The purpose of this study was to discover differences between mathematically gifted students (MGS) and non-gifted students (NGS) when making probability judgments. For this purpose, the following research questions were selected: 1. How do MGS differ from NGS when making probability judgments(answer correctness, answer confidence)? 2. When tackling probability problems, what effect do differences in probability judgment factors have? To solve these research questions, this study employed a survey and interview type investigation. A probability test program was developed to investigate the first research question, and the second research question was addressed by interviews regarding the Program. Analysis of collected data revealed the following results.

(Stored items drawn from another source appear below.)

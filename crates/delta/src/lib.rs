//! Build manifests, block signatures and the patch differencing engine.
//!
//! A push describes the new build as a [`Container`] (paths, kinds, sizes,
//! modes) whose bytes are read through a [`FilePool`]. The [`DiffContext`]
//! compares that content against the previous build's [`BlockHash`]
//! signature and writes two streams at once:
//!
//! - the **patch**: reuse ops pointing into the old build plus fresh data
//! - the **signature**: block hashes of the new build, used as the baseline
//!   for the next push
//!
//! Both streams are length-prefixed `bincode` frames behind a small
//! uncompressed header, compressed according to [`CompressionSettings`].

pub mod container;
pub mod diff;
pub mod pool;
pub mod rolling;
pub mod signature;
pub mod validation;
mod wire;

pub use container::{Container, ContainerStats, Entry, EntryKind};
pub use diff::{DiffContext, DiffProgress, DiffStats, MAX_DATA_OP, SyncHeader, SyncOp};
pub use pool::{DirPool, FilePool, MemoryPool, ZipPool};
pub use signature::{BlockHash, SignatureWriter, compute_signature, read_signature};
pub use validation::validate_entry_path;
pub use wire::{CompressionAlgorithm, CompressionSettings, PATCH_MAGIC, SIGNATURE_MAGIC};

/// Size of the fixed blocks signatures are computed over (64 KiB).
pub const BLOCK_SIZE: usize = 64 * 1024;

/// Errors produced by the delta crate.
#[derive(Debug, thiserror::Error)]
pub enum DeltaError {
    #[error("I/O error: {0}")]
    Io(#[from] std::io::Error),

    #[error("encoding error: {0}")]
    Encoding(#[from] bincode::Error),

    #[error("zip error: {0}")]
    Zip(#[from] zip::result::ZipError),

    #[error("invalid path: {0}")]
    InvalidPath(String),

    #[error("invalid format: {0}")]
    Format(String),

    #[error("no file at index {0}")]
    NoSuchFile(usize),

    #[error("cancelled")]
    Cancelled,
}
//! buildpush command-line entry point.

mod app;
mod config;
mod render;

use std::path::PathBuf;

use clap::{Args, Parser, Subcommand};
use tracing_subscriber::EnvFilter;

#[derive(Parser)]
#[command(name = "buildpush")]
#[command(about = "Pushes game builds as binary-diff patches")]
#[command(version)]
struct Cli {
    /// Config file path
    #[arg(long, global = true, env = "BUILDPUSH_CONFIG")]
    config: Option<PathBuf>,

    /// Log debug output (overridden by RUST_LOG)
    #[arg(short, long, global = true, default_value_t = false)]
    verbose: bool,

    #[command(subcommand)]
    command: Commands,
}

#[derive(Subcommand)]
enum Commands {
    /// Upload a new build to a channel
    Push(PushCommand),
}

#[derive(Args)]
struct PushCommand {
    /// Build directory or .zip archive
    path: PathBuf,

    /// Where to push, as user/page:channel
    target: String,

    /// Version label shown to players
    #[arg(long = "userversion", default_value = "")]
    user_version: String,

    /// Restore executable bits on binaries and scripts
    #[arg(long, default_value_t = false)]
    fix_permissions: bool,

    /// Upload chunks (256 KiB each) sent per request
    #[arg(long)]
    max_chunk_group: Option<usize>,
}

fn main() -> anyhow::Result<()> {
    let cli = Cli::parse();

    let default_level = if cli.verbose { "debug" } else { "info" };
    tracing_subscriber::fmt()
        .with_writer(std::io::stderr)
        .with_env_filter(
            EnvFilter::try_from_default_env().unwrap_or_else(|_| EnvFilter::new(default_level)),
        )
        .init();

    let config = config::Config::load(cli.config.as_deref())?;

    let rt = tokio::runtime::Runtime::new()?;
    match cli.command {
        Commands::Push(cmd) => rt.block_on(app::push(
            config,
            app::PushArgs {
                path: cmd.path,
                spec: cmd.target,
                user_version: cmd.user_version,
                fix_permissions: cmd.fix_permissions,
                max_chunk_group: cmd.max_chunk_group,
            },
        )),
    }
}

#[cfg(test)]
mod tests {
    use super::*;
    use clap::CommandFactory;

    #[test]
    fn cli_is_well_formed() {
        Cli::command().debug_assert();
    }

    #[test]
    fn parses_push() {
        let cli = Cli::try_parse_from([
            "buildpush",
            "-v",
            "push",
            "build/",
            "user/game:linux-64",
            "--userversion",
            "1.2.0",
            "--fix-permissions",
            "--max-chunk-group",
            "8",
        ])
        .unwrap();
        assert!(cli.verbose);

        let Commands::Push(cmd) = cli.command;
        assert_eq!(cmd.path, PathBuf::from("build/"));
        assert_eq!(cmd.target, "user/game:linux-64");
        assert_eq!(cmd.user_version, "1.2.0");
        assert!(cmd.fix_permissions);
        assert_eq!(cmd.max_chunk_group, Some(8));
    }

    #[test]
    fn push_needs_a_target() {
        assert!(Cli::try_parse_from(["buildpush", "push", "build/"]).is_err());
    }
}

First, both MGS and NGS justified their answers using six probability judgment factors: mathematical knowledge, use of logical reasoning, experience, phenomenon of chance, intuition, and problem understanding ability. Second, MGS produced more correct answers than NGS, and MGS also had higher confidence that answers were right. Third, in case of MGS, mathematical knowledge and logical reasoning usage were the main factors of probability judgment, but the main factors for NGS were use of logical reasoning, phenomenon of chance and intuition. From findings the following conclusions were obtained. First, MGS employ different factors from NGS when making probability judgments. This suggests that MGS may be more intellectual than NGS, because MGS could easily adopt probability subject matter, something not learnt until later in school, into their mathematical schemata. Second, probability learning could be taught earlier than the current elementary curriculum requires. Lastly, NGS need reassurance from educators that they can understand and accumulate mathematical reasoning.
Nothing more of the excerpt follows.